Mensaje de nuestro presidente sobre la situación en Mexico

Queridos amigos, contactos y hermanos de comunidad:

Esta es una hora oscura y de profundo dolor para mi México, una tierra llena de gente que lucha todos los días ante la adversidad, la corrupción y los malos gobiernos. Hoy México sufre por un segundo tremendo terremoto al mismo tiempo que nuestros países hermanos del Caribe son duramente golpeados por consecutivos huracanes. No es fácil hacer sentido de esto sin la fuerza de la solidaridad fraterna y de la fe firme en la capacidad de salir adelante y ser más hermanos en esto y a partir de esto.


Mi familia está bien, la gente de nuestra CVX está bien, pero no sabemos de muchos amigos – as y compañeros de camino. Lo que sí sabemos es que mucha gente ha perdido su hogar en este y en el anterior terremoto. Sabemos también que los medios de comunicación poco han informado de los sitios más pobres y alejados que han estado más cerca en ambos casos del epicentro de los terremotos y por tanto están devastados. 

Hoy se necesita la fuerza de todos en oración pero más todavía en acción. Una verdadera contemplación en la acción. Por favor comiencen a movilizar todos los apoyos financieros posibles y en todos sus círculos de familia y amigos y hagan llegar esa ayuda a la Cáritas de su país o a la provincia jesuita de su país. De primera mano aseguro que esa ayuda llegará a los afectados por el huracán en el Caribe y por los terremotos de México. 

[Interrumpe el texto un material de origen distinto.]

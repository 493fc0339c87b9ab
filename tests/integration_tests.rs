//! Integration tests for chain evaluation and chain definitions
//!
//! These tests exercise the public API end to end, counting side effects
//! to verify which steps actually ran.

use chain_let::chain::{evaluate, Chain, Environment, FailurePredicate, Outcome, Step};
use chain_let::config::Settings;
use chain_let::definition::ChainLoader;
use once_cell::sync::Lazy;
use serde_json::{json, Value};
use std::cell::Cell;
use std::convert::Infallible;
use std::path::PathBuf;
use std::sync::atomic::{AtomicUsize, Ordering};
use std::sync::Arc;

static DEMOS: Lazy<PathBuf> = Lazy::new(|| PathBuf::from(env!("CARGO_MANIFEST_DIR")).join("demos"));

fn int_at(env: &Environment, path: &str) -> i64 {
    env.get_path(path).and_then(Value::as_i64).unwrap_or_default()
}

// ============================================================================
// Core evaluation
// ============================================================================

#[test]
fn test_two_step_scenario_completes() {
    let result = Chain::new()
        .step("a", |_| json!({"ok": 1}))
        .step("b", |env| {
            if int_at(env, "a.ok") == 1 {
                json!({"ok": 2})
            } else {
                json!({"break": "fail-a"})
            }
        })
        .run(|env| json!(int_at(env, "b.ok") + 1));

    assert_eq!(result, json!(3));
}

#[test]
fn test_two_step_scenario_breaks_at_first_step() {
    let b_calls = Cell::new(0);
    let final_calls = Cell::new(0);

    let result = Chain::new()
        .step("a", |_| json!({"break": "fail-a"}))
        .step("b", |env| {
            b_calls.set(b_calls.get() + 1);
            if int_at(env, "a.ok") == 1 {
                json!({"ok": 2})
            } else {
                json!({"break": "fail-a"})
            }
        })
        .run(|env| {
            final_calls.set(final_calls.get() + 1);
            json!(int_at(env, "b.ok") + 1)
        });

    assert_eq!(result, json!({"break": "fail-a"}));
    assert_eq!(b_calls.get(), 0);
    assert_eq!(final_calls.get(), 0);
}

#[test]
fn test_steps_run_once_up_to_first_failure() {
    let counters: Vec<Arc<AtomicUsize>> = (0..5).map(|_| Arc::new(AtomicUsize::new(0))).collect();
    let final_calls = Arc::new(AtomicUsize::new(0));
    let failing = 2;

    let mut chain = Chain::new();
    for (i, counter) in counters.iter().enumerate() {
        let counter = counter.clone();
        chain.push(Step::new(format!("s{}", i), move |_| {
            counter.fetch_add(1, Ordering::SeqCst);
            if i == failing {
                json!({"break": i})
            } else {
                json!(i)
            }
        }));
    }

    let final_counter = final_calls.clone();
    let outcome = chain.outcome(move |_| {
        final_counter.fetch_add(1, Ordering::SeqCst);
        json!("done")
    });

    assert_eq!(
        outcome,
        Outcome::ShortCircuited {
            step: "s2".to_string(),
            index: 2,
            value: json!({"break": 2}),
        }
    );
    let calls: Vec<usize> = counters.iter().map(|c| c.load(Ordering::SeqCst)).collect();
    assert_eq!(calls, vec![1, 1, 1, 0, 0]);
    assert_eq!(final_calls.load(Ordering::SeqCst), 0);
}

#[test]
fn test_success_sees_every_binding() {
    let result = Chain::new()
        .step("x", |_| json!(1))
        .step("y", |env| json!(int_at(env, "x") + 1))
        .step("z", |env| json!(int_at(env, "x") + int_at(env, "y")))
        .run(|env| env.to_json());

    assert_eq!(result, json!({"x": 1, "y": 2, "z": 3}));
}

#[test]
fn test_rebinding_res_repeatedly() {
    let result = Chain::new()
        .step("res", |_| json!({"value": 1}))
        .step("res", |env| json!({"value": int_at(env, "res.value") * 10}))
        .step("res", |env| json!({"value": int_at(env, "res.value") + 5}))
        .run(|env| env.get("res").cloned().unwrap_or(Value::Null));

    assert_eq!(result, json!({"value": 15}));
}

#[test]
fn test_null_short_circuits_even_without_predicate() {
    let final_calls = Cell::new(0);

    let result = Chain::new()
        .predicate(FailurePredicate::Never)
        .step("a", |_| json!({"break": "ignored"}))
        .step("b", |_| Value::Null)
        .run(|_| {
            final_calls.set(final_calls.get() + 1);
            json!("done")
        });

    assert_eq!(result, Value::Null);
    assert_eq!(final_calls.get(), 0);
}

#[test]
fn test_mapping_without_sentinel_proceeds() {
    let result = Chain::new()
        .step("a", |_| json!({"error": "not the sentinel"}))
        .run(|_| json!("done"));

    assert_eq!(result, json!("done"));
}

#[test]
fn test_empty_chain_uses_initial_bindings() {
    let bindings = Environment::from_json(&json!({"seed": 9}));
    let result = Chain::new()
        .with_bindings(bindings)
        .run(|env| json!(int_at(env, "seed") * 2));

    assert_eq!(result, json!(18));

    let result = Chain::new().run(|env| json!(env.len()));
    assert_eq!(result, json!(0));
}

#[test]
fn test_custom_predicate_per_invocation() {
    let negative = FailurePredicate::custom(|v| v.as_i64().is_some_and(|n| n < 0));

    let result = Chain::new()
        .predicate(negative.clone())
        .step("a", |_| json!(4))
        .step("b", |_| json!(-1))
        .run(|_| json!("done"));
    assert_eq!(result, json!(-1));

    let result = Chain::new()
        .predicate(negative)
        .step("a", |_| json!(4))
        .run(|env| env.get("a").cloned().unwrap_or(Value::Null));
    assert_eq!(result, json!(4));
}

#[test]
fn test_condition_predicate() {
    let predicate = FailurePredicate::condition("exists error or code >= 400").unwrap();

    let outcome = Chain::new()
        .predicate(predicate)
        .step("fetch", |_| json!({"code": 200, "body": "ok"}))
        .step("parse", |_| json!({"code": 422}))
        .step("store", |_| json!({"code": 201}))
        .outcome(|_| json!("stored"));

    match outcome {
        Outcome::ShortCircuited { step, value, .. } => {
            assert_eq!(step, "parse");
            assert_eq!(value, json!({"code": 422}));
        }
        other => panic!("Expected short-circuit, got {:?}", other),
    }
}

#[derive(Debug, PartialEq)]
enum FetchError {
    Timeout,
}

#[test]
fn test_step_error_passes_through_unmodified() {
    let later = Cell::new(0);

    let result: Result<Value, FetchError> = Chain::fallible()
        .step("a", |_| json!(1))
        .try_step("b", |_| Err(FetchError::Timeout))
        .step("c", |_| {
            later.set(later.get() + 1);
            json!(3)
        })
        .try_run(|_| Ok(json!("done")));

    assert_eq!(result, Err(FetchError::Timeout));
    assert_eq!(later.get(), 0);
}

#[test]
fn test_fallible_chain_short_circuit_is_ok() {
    let result: Result<Value, FetchError> = Chain::fallible()
        .try_step("a", |_| Ok(json!({"break": "no stock"})))
        .try_step("b", |_| Err(FetchError::Timeout))
        .try_run(|_| Ok(json!("done")));

    assert_eq!(result, Ok(json!({"break": "no stock"})));
}

#[test]
fn test_final_error_passes_through_unmodified() {
    let result: Result<Value, FetchError> = Chain::fallible()
        .step("a", |_| json!({"ok": 1}))
        .try_step("b", |_| Ok(json!({"ok": 2})))
        .try_run(|_| Err(FetchError::Timeout));

    assert_eq!(result, Err(FetchError::Timeout));
}

#[test]
fn test_failing_final_not_called_after_short_circuit() {
    let final_calls = Cell::new(0);

    let result: Result<Value, FetchError> = Chain::fallible()
        .step("a", |_| json!({"break": "no stock"}))
        .try_run(|_| {
            final_calls.set(final_calls.get() + 1);
            Err(FetchError::Timeout)
        });

    assert_eq!(result, Ok(json!({"break": "no stock"})));
    assert_eq!(final_calls.get(), 0);
}

#[test]
fn test_free_function_with_initial_environment() {
    let steps: Vec<Step<'_, Infallible>> = vec![
        Step::new("doubled", |env| json!(int_at(env, "n") * 2)),
        Step::new("check", |env| {
            if int_at(env, "doubled") > 10 {
                json!({"break": "too large"})
            } else {
                json!(true)
            }
        }),
    ];

    let result = evaluate(
        steps,
        |env| Ok(env.get("doubled").cloned().unwrap_or(Value::Null)),
        &FailurePredicate::default(),
        Environment::from_json(&json!({"n": 4})),
    );
    assert_eq!(result, Ok(json!(8)));
}

#[test]
fn test_configurable_sentinel_from_settings() {
    let settings = Settings::default().with_sentinel("halt").unwrap();

    let result = Chain::new()
        .predicate(settings.predicate())
        .step("a", |_| json!({"break": 1}))
        .step("b", |_| json!({"halt": "stop"}))
        .run(|_| json!("done"));

    assert_eq!(result, json!({"halt": "stop"}));
}

// ============================================================================
// Chain definitions
// ============================================================================

#[test]
fn test_checkout_demo_completes() {
    let def = ChainLoader::new().load(DEMOS.join("checkout.yaml")).unwrap();
    assert!(def.unbound_references().is_empty());
    assert_eq!(
        def.summary(),
        "checkout: Look up an order, check stock, then price it"
    );

    let outcome = def
        .evaluate(&Settings::default(), &Environment::empty())
        .unwrap();

    assert_eq!(
        outcome,
        Outcome::Completed(json!({
            "order": 1001,
            "summary": "order 1001: 2 x widget at 4.5 EUR"
        }))
    );
}

#[test]
fn test_checkout_demo_out_of_stock() {
    let def = ChainLoader::new().load(DEMOS.join("checkout.yaml")).unwrap();

    // Replaces the stock binding so `available` resolves to nothing
    let extra = Environment::from_json(&json!({"stock": {}}));
    let outcome = def.evaluate(&Settings::default(), &extra).unwrap();

    assert_eq!(
        outcome,
        Outcome::ShortCircuited {
            step: "available".to_string(),
            index: 1,
            value: Value::Null,
        }
    );
}

#[test]
fn test_declined_demo_stops_at_payment() {
    let def = ChainLoader::new().load(DEMOS.join("declined.yaml")).unwrap();
    let outcome = def
        .evaluate(&Settings::default(), &Environment::empty())
        .unwrap();

    assert_eq!(
        outcome,
        Outcome::ShortCircuited {
            step: "payment".to_string(),
            index: 1,
            value: json!({"status": "declined", "reason": "card expired"}),
        }
    );
}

En tiempos como estos se mide la estatura ética de nuestras sociedades y se mide la fuerza de la solidaridad humana. También debe ser ocasión para denunciar la terrible corrupción que hay y exigir que la ayuda sea un medio sagrado de apoyo a los que más lo necesitan, y quien vulnere esto que es sagrado y quiera sacar provecho económico o político hay que enfrentarlo con toda la fuerza. Hoy necesitamos signos creíbles de esperanza y solidaridad. 

En mi otro país el Ecuador vivimos tiempos muy duros hace un año y medio en el terremoto de abril 2016 y el apoyo de todos lados fue impresionante y de gran generosidad y como Cáritas y redes de iglesia pusimos todos los medios para construir más de 700 casas, hacer asistencia humanitaria a más de 7000 personas, impulso económico familiar a quienes perdieron todo a cerca de 2000 familias. 

Es tiempo de devolver la gracia recibida y sabemos de primera mano que podemos hacer la diferencia como iglesia y sociedad civil. Es tiempo de movilizarnos efectivamente y honrar nuestra identidad creyente más allá de las palabras, es tiempo de creer ante toda desesperanza, y es tiempo de preguntarnos qué lecciones recibo de esto y a que conversiones me siento llamado con esta vivencia.